→ TASK DESCRIPTION
Search the records for the string "injected" and return each line that has it.

*** Opening LISTED RECORDS ***

//! An in-process toolchain for tests.
//!
//! [`FakeToolchain`] writes plausible outputs instead of running a compiler
//! and records every invocation. Every file it writes, and every file passed
//! to [`FakeToolchain::touch`], gets its mtime from a logical clock that
//! starts an hour in the future and advances one second per stamp. Outputs
//! are therefore always strictly newer than files a test created normally,
//! and ordering never depends on filesystem timestamp resolution.

use std::fs;
use std::path::{Path, PathBuf};
use std::time::{Duration, SystemTime};

use parking_lot::Mutex;
use rustc_hash::{FxHashMap, FxHashSet};

use crate::cancel::CancelToken;
use crate::error::{BuildError, BuildResult};
use crate::link::wasm_companion;
use crate::toolchain::{Capability, HeaderJob, LinkJob, ToolOutput, Toolchain, UnitJob};

/// One recorded toolchain call.
#[derive(Clone, Debug, PartialEq, Eq)]
pub struct Invocation {
    pub capability: Capability,
    /// Header, source, merged object, archive or artifact, per capability.
    pub subject: PathBuf,
}

#[derive(Default)]
struct FakeState {
    invocations: Vec<Invocation>,
    failing: FxHashSet<PathBuf>,
    extra_deps: FxHashMap<PathBuf, Vec<PathBuf>>,
    omitted: FxHashSet<Capability>,
    cancel_on: Option<(PathBuf, CancelToken)>,
    version: String,
}

pub struct FakeToolchain {
    state: Mutex<FakeState>,
    clock: Mutex<SystemTime>,
}

impl Default for FakeToolchain {
    fn default() -> Self {
        Self::new()
    }
}

impl FakeToolchain {
    pub fn new() -> Self {
        FakeToolchain {
            state: Mutex::new(FakeState {
                version: "fake-em++ 1.0".to_string(),
                ..FakeState::default()
            }),
            clock: Mutex::new(SystemTime::now() + Duration::from_secs(3600)),
        }
    }

    /// Compiling `source` fails with a diagnostic.
    pub fn fail_source(&self, source: impl Into<PathBuf>) {
        self.state.lock().failing.insert(source.into());
    }

    pub fn clear_failures(&self) {
        self.state.lock().failing.clear();
    }

    /// Report `header` as a dependency of `source` (or of the PCH header).
    pub fn add_dependency(&self, source: impl Into<PathBuf>, header: impl Into<PathBuf>) {
        self.state
            .lock()
            .extra_deps
            .entry(source.into())
            .or_default()
            .push(header.into());
    }

    /// `capability` reports success without producing its output.
    pub fn omit_output(&self, capability: Capability) {
        self.state.lock().omitted.insert(capability);
    }

    /// Set `token` and fail as interrupted when `source` is compiled.
    pub fn cancel_on(&self, source: impl Into<PathBuf>, token: CancelToken) {
        self.state.lock().cancel_on = Some((source.into(), token));
    }

    pub fn set_version(&self, version: impl Into<String>) {
        self.state.lock().version = version.into();
    }

    pub fn invocations(&self) -> Vec<Invocation> {
        self.state.lock().invocations.clone()
    }

    pub fn count(&self, capability: Capability) -> usize {
        self.state
            .lock()
            .invocations
            .iter()
            .filter(|i| i.capability == capability)
            .count()
    }

    /// Sources passed to the unit compiler, sorted.
    pub fn compiled_sources(&self) -> Vec<PathBuf> {
        let mut sources: Vec<PathBuf> = self
            .state
            .lock()
            .invocations
            .iter()
            .filter(|i| i.capability == Capability::CompileUnit)
            .map(|i| i.subject.clone())
            .collect();
        sources.sort();
        sources
    }

    pub fn reset_invocations(&self) {
        self.state.lock().invocations.clear();
    }

    /// Give `path` the next logical timestamp, creating it if needed.
    pub fn touch(&self, path: &Path) -> BuildResult<()> {
        if !path.exists() {
            fs::write(path, "").map_err(|e| BuildError::io(path, e))?;
        }
        self.stamp(path)
    }

    /// Overwrite `path` with `contents` and give it the next timestamp.
    pub fn write(&self, path: &Path, contents: &str) -> BuildResult<()> {
        fs::write(path, contents).map_err(|e| BuildError::io(path, e))?;
        self.stamp(path)
    }

    fn stamp(&self, path: &Path) -> BuildResult<()> {
        let mut clock = self.clock.lock();
        *clock += Duration::from_secs(1);
        fs::File::options()
            .write(true)
            .open(path)
            .and_then(|f| f.set_modified(*clock))
            .map_err(|e| BuildError::io(path, e))
    }

    fn record(&self, capability: Capability, subject: &Path) {
        self.state.lock().invocations.push(Invocation {
            capability,
            subject: subject.to_path_buf(),
        });
    }

    fn omits(&self, capability: Capability) -> bool {
        self.state.lock().omitted.contains(&capability)
    }

    fn emit(&self, path: &Path, contents: &str) -> BuildResult<()> {
        fs::write(path, contents).map_err(|e| BuildError::io(path, e))?;
        self.stamp(path)
    }

    /// Depfile for `target` compiled from `input`: the input, anything it
    /// `#include`s by quoted path, and any registered extra dependencies.
    fn emit_depfile(&self, depfile: &Path, target: &Path, input: &Path) -> BuildResult<()> {
        let mut deps = vec![input.to_path_buf()];
        if let Ok(text) = fs::read_to_string(input) {
            deps.extend(text.lines().filter_map(quoted_include).map(PathBuf::from));
        }
        if let Some(extra) = self.state.lock().extra_deps.get(input) {
            deps.extend(extra.iter().cloned());
        }
        let rendered: Vec<String> = deps.iter().map(|d| escape(d)).collect();
        let text = format!("{}: \\\n  {}\n", escape(target), rendered.join(" \\\n  "));
        self.emit(depfile, &text)
    }

    fn check_cancel(&self, source: &Path, cancel: &CancelToken) -> BuildResult<()> {
        if cancel.is_cancelled() {
            return Err(BuildError::Cancelled);
        }
        if let Some((trigger, token)) = &self.state.lock().cancel_on {
            if trigger == source {
                token.cancel();
                return Err(BuildError::Cancelled);
            }
        }
        Ok(())
    }
}

fn quoted_include(line: &str) -> Option<&str> {
    line.trim()
        .strip_prefix("#include \"")
        .and_then(|rest| rest.strip_suffix('"'))
}

fn escape(path: &Path) -> String {
    path.display().to_string().replace(' ', "\\ ")
}

fn failure(command: String, stderr: String) -> ToolOutput {
    ToolOutput {
        success: false,
        exit_code: Some(1),
        stdout: String::new(),
        stderr,
        command,
    }
}

impl Toolchain for FakeToolchain {
    fn version(&self) -> BuildResult<String> {
        Ok(self.state.lock().version.clone())
    }

    fn compile_header(&self, job: &HeaderJob<'_>, cancel: &CancelToken) -> BuildResult<ToolOutput> {
        self.check_cancel(job.header, cancel)?;
        self.record(Capability::CompileHeader, job.header);
        let command = format!("fake-em++ -x c++-header {}", job.header.display());
        if self.state.lock().failing.contains(job.header) {
            let stderr = format!("{}:1:1: error: injected failure", job.header.display());
            return Ok(failure(command, stderr));
        }
        if !self.omits(Capability::CompileHeader) {
            self.emit(job.output, &format!("pch {}\n", job.flags.join(" ")))?;
            self.emit_depfile(job.depfile, job.output, job.header)?;
        }
        Ok(ToolOutput::succeeded(command))
    }

    fn compile_unit(&self, job: &UnitJob<'_>, cancel: &CancelToken) -> BuildResult<ToolOutput> {
        self.check_cancel(job.source, cancel)?;
        self.record(Capability::CompileUnit, job.source);
        let command = format!("fake-em++ -c {}", job.source.display());
        if self.state.lock().failing.contains(job.source) {
            let stderr = format!("{}:1:1: error: injected failure", job.source.display());
            return Ok(failure(command, stderr));
        }
        if !job.source.exists() {
            let stderr = format!("error: no such file: '{}'", job.source.display());
            return Ok(failure(command, stderr));
        }
        if !self.omits(Capability::CompileUnit) {
            self.emit(job.object, &format!("object {}\n", job.source.display()))?;
            self.emit_depfile(job.depfile, job.object, job.source)?;
        }
        Ok(ToolOutput::succeeded(command))
    }

    fn partial_link(
        &self,
        response_file: &Path,
        output: &Path,
        cancel: &CancelToken,
    ) -> BuildResult<ToolOutput> {
        if cancel.is_cancelled() {
            return Err(BuildError::Cancelled);
        }
        self.record(Capability::PartialLink, output);
        let members = fs::read_to_string(response_file).map_err(|e| BuildError::io(response_file, e))?;
        if !self.omits(Capability::PartialLink) {
            self.emit(output, &members)?;
        }
        Ok(ToolOutput::succeeded(format!(
            "fake-em++ -r @{} -o {}",
            response_file.display(),
            output.display()
        )))
    }

    fn archive(
        &self,
        members: &[PathBuf],
        archive: &Path,
        cancel: &CancelToken,
    ) -> BuildResult<ToolOutput> {
        if cancel.is_cancelled() {
            return Err(BuildError::Cancelled);
        }
        self.record(Capability::Archive, archive);
        if !self.omits(Capability::Archive) {
            let listing: Vec<String> = members.iter().map(|m| m.display().to_string()).collect();
            self.emit(archive, &format!("!<thin>\n{}\n", listing.join("\n")))?;
        }
        Ok(ToolOutput::succeeded(format!("fake-emar rcs --thin {}", archive.display())))
    }

    fn link(&self, job: &LinkJob<'_>, cancel: &CancelToken) -> BuildResult<ToolOutput> {
        if cancel.is_cancelled() {
            return Err(BuildError::Cancelled);
        }
        self.record(Capability::Link, job.output);
        if !self.omits(Capability::Link) {
            self.emit(job.output, &format!("// linked with {}\n", job.link_flags.join(" ")))?;
            self.emit(&wasm_companion(job.output), "\0asm")?;
        }
        Ok(ToolOutput::succeeded(format!("fake-em++ -o {}", job.output.display())))
    }
}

*** Closing LISTED RECORDS ***

→ REPLY
            let stderr = format!("{}:1:1: error: injected failure", job.header.display());
            let stderr = format!("{}:1:1: error: injected failure", job.source.display());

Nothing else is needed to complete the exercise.